As you look over the data below, please find each line where the word "ArchiveOptions" appears, then copy it.

===== Supplied records =====

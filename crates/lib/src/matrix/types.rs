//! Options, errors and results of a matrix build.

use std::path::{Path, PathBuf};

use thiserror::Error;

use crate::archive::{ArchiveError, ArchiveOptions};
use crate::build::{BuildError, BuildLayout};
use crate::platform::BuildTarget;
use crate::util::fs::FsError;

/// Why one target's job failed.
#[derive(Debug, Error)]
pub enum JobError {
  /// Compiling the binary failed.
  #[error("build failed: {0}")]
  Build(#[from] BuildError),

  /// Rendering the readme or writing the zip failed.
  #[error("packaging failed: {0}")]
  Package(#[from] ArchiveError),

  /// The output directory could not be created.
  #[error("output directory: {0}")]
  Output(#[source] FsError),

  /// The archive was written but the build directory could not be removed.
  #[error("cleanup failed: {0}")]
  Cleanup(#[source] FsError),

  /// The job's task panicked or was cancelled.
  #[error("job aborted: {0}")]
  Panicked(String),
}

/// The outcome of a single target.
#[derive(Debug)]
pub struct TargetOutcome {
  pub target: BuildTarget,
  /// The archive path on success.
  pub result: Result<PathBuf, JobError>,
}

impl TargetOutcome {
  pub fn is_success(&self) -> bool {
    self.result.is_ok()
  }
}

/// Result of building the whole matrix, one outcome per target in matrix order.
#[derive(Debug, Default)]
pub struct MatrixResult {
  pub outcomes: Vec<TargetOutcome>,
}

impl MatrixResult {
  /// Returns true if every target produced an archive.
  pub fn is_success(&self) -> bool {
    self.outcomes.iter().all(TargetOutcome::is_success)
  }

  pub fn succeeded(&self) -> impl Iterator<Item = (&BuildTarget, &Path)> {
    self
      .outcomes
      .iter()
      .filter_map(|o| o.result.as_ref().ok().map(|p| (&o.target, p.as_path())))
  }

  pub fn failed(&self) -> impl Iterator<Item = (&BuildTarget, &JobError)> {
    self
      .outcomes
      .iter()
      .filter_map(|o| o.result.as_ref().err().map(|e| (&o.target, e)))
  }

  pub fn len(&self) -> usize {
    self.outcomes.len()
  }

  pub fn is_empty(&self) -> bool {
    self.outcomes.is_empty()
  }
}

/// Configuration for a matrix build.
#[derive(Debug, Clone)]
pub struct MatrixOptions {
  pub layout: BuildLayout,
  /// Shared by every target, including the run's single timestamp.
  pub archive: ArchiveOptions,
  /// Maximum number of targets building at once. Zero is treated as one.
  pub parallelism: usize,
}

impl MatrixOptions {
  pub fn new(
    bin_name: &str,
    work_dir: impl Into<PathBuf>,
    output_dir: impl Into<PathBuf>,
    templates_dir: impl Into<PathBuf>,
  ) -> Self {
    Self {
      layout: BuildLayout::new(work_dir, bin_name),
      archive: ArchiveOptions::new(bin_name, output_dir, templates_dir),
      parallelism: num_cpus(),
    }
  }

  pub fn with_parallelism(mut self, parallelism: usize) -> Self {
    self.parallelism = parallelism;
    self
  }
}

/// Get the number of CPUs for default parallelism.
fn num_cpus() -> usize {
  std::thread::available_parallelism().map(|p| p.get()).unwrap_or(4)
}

=====

Response:
use crate::archive::{ArchiveError, ArchiveOptions};
  pub archive: ArchiveOptions,
      archive: ArchiveOptions::new(bin_name, output_dir, templates_dir),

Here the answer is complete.